From the geogenic point of view, toxic chemicals can be derived from hydrothermal fluids, mineralized areas, and/or rock–water interactions. The petrographic nature of country rocks is characterized by the presence of metalliferous ore deposits, which can release heavy elements into groundwater. Possible anthropogenic sources are industrial activity, like refineries, electrical plants, or intensive agriculture. Chemical species like NO3, F, and Ni exceed the MACs established by the WHO and the Italian National Legislative Decree 31/2001 for drinking-water.
In this area, it is not always correct to use the standardized threshold values for heavy metal concentrations, whereas local backgrounds for selected elements should be carefully identified with the aim to design a risk analysis for the pollutants.

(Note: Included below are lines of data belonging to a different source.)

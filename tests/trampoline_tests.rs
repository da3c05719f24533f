//! Unit tests for the tail-call execution strategies.
//!
//! Tests cover:
//! - `linear` over thunk chains of various depths
//! - Factorial and mutual recursion through thunks
//! - `trampoline` zero-iteration and N-iteration behavior
//! - Independence of calls to one trampolined function

#![cfg(feature = "control")]

use lambdascript::control::{Bounce, Continuation, Thunk, linear, ltr, toc, trampoline};
use rstest::rstest;
use std::cell::Cell;

// =============================================================================
// linear
// =============================================================================

fn chain(depth: u64, value: &'static str) -> Thunk<&'static str> {
    if depth == 0 {
        Thunk::done(value)
    } else {
        Thunk::more(move || chain(depth - 1, value))
    }
}

#[rstest]
#[case(0)]
#[case(1)]
#[case(10)]
#[case(10_000)]
fn linear_returns_terminal_value_of_chain(#[case] depth: u64) {
    assert_eq!(linear(|depth| chain(depth, "end"), depth), "end");
}

#[rstest]
fn linear_invokes_each_step_once() {
    fn counted(remaining: u32, steps: &'static std::thread::LocalKey<Cell<u32>>) -> Thunk<u32> {
        steps.with(|cell| cell.set(cell.get() + 1));
        if remaining == 0 {
            Thunk::done(steps.with(Cell::get))
        } else {
            Thunk::more(move || counted(remaining - 1, steps))
        }
    }

    thread_local! {
        static STEPS: Cell<u32> = const { Cell::new(0) };
    }

    assert_eq!(linear(|n| counted(n, &STEPS), 50), 51);
}

fn factorial_step(n: u64, accumulator: u64) -> Thunk<u64> {
    if n == 0 {
        Thunk::done(accumulator)
    } else {
        Thunk::more(move || factorial_step(n - 1, n * accumulator))
    }
}

#[rstest]
#[case(0, 1)]
#[case(1, 1)]
#[case(5, 120)]
#[case(10, 3_628_800)]
#[case(20, 2_432_902_008_176_640_000)]
fn linear_factorial(#[case] input: u64, #[case] expected: u64) {
    assert_eq!(linear(|n| factorial_step(n, 1), input), expected);
}

#[rstest]
fn linear_with_immediate_result() {
    let result = linear(|n: u64| if n == 0 { Thunk::done(1) } else { Thunk::done(n) }, 0);
    assert_eq!(result, 1);
}

#[rstest]
fn ltr_is_linear() {
    assert_eq!(ltr(|n| factorial_step(n, 1), 5), 120);
}

fn is_even(n: u64) -> Thunk<bool> {
    if n == 0 {
        Thunk::done(true)
    } else {
        Thunk::more(move || is_odd(n - 1))
    }
}

fn is_odd(n: u64) -> Thunk<bool> {
    if n == 0 {
        Thunk::done(false)
    } else {
        Thunk::more(move || is_even(n - 1))
    }
}

#[rstest]
fn linear_mutual_recursion_is_stack_safe() {
    assert!(linear(is_even, 1_000_000));
    assert!(linear(is_odd, 999_999));
}

// =============================================================================
// trampoline
// =============================================================================

#[rstest]
fn trampoline_zero_iteration_returns_first_value() {
    let requests = Cell::new(0);
    let rounds = Cell::new(0);
    let bound = trampoline(|next: &mut Continuation<u32>, &n: &u32| {
        rounds.set(rounds.get() + 1);
        if n == 0 {
            Bounce::Done("base")
        } else {
            requests.set(requests.get() + 1);
            next.again(n - 1)
        }
    });

    assert_eq!(bound(0), "base");
    assert_eq!(rounds.get(), 1);
    assert_eq!(requests.get(), 0);
}

#[rstest]
#[case(1)]
#[case(10)]
#[case(100_000)]
fn trampoline_requests_exactly_n_continuations(#[case] n: u32) {
    let requests = Cell::new(0);
    let bound = trampoline(|next: &mut Continuation<u32>, &remaining: &u32| {
        if remaining == 0 {
            Bounce::Done("finished")
        } else {
            requests.set(requests.get() + 1);
            next.with(remaining - 1);
            Bounce::Pending
        }
    });

    assert_eq!(bound(n), "finished");
    assert_eq!(requests.get(), n);
}

#[rstest]
fn trampoline_fibonacci() {
    let fibonacci = trampoline(|next, &(n, a, b): &(u32, u64, u64)| {
        if n == 0 {
            Bounce::Done(a)
        } else {
            next.again((n - 1, b, a + b))
        }
    });

    assert_eq!(fibonacci((0, 0, 1)), 0);
    assert_eq!(fibonacci((1, 0, 1)), 1);
    assert_eq!(fibonacci((6, 0, 1)), 8);
    assert_eq!(fibonacci((50, 0, 1)), 12_586_269_025);
}

#[rstest]
fn trampoline_calls_do_not_share_arguments() {
    let countdown = toc(|next, &n: &u64| {
        if n == 0 {
            Bounce::Done("zero")
        } else {
            next.again(n - 1)
        }
    });

    assert_eq!(countdown(3), "zero");
    assert_eq!(countdown(0), "zero");
    assert_eq!(countdown(5), "zero");
}

#[rstest]
fn trampoline_reentrant_call_keeps_its_own_state() {
    let inner = trampoline(|next, &n: &u64| {
        if n == 0 {
            Bounce::Done(0_u64)
        } else {
            next.again(n - 1)
        }
    });
    let outer = trampoline(|next, &(n, total): &(u64, u64)| {
        if n == 0 {
            Bounce::Done(total)
        } else {
            next.again((n - 1, total + inner(n) + 1))
        }
    });

    assert_eq!(outer((4, 0)), 4);
}

#[rstest]
fn bounce_is_pending() {
    assert!(Bounce::<()>::Pending.is_pending());
    assert!(!Bounce::Done(1).is_pending());
}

The spatial distribution of these pollutants does not allow for the separation of the two different possible sources, because the anthropic activities potentially able to generate a flux of hazardous chemicals are widely distributed in the studied area. This scenario implies difficulties in implementing any risk mitigation actions, because, even in the absence of anthropogenic pollution sources, the simple water–rock interaction processes can contaminate aquifers exploited for human consumption.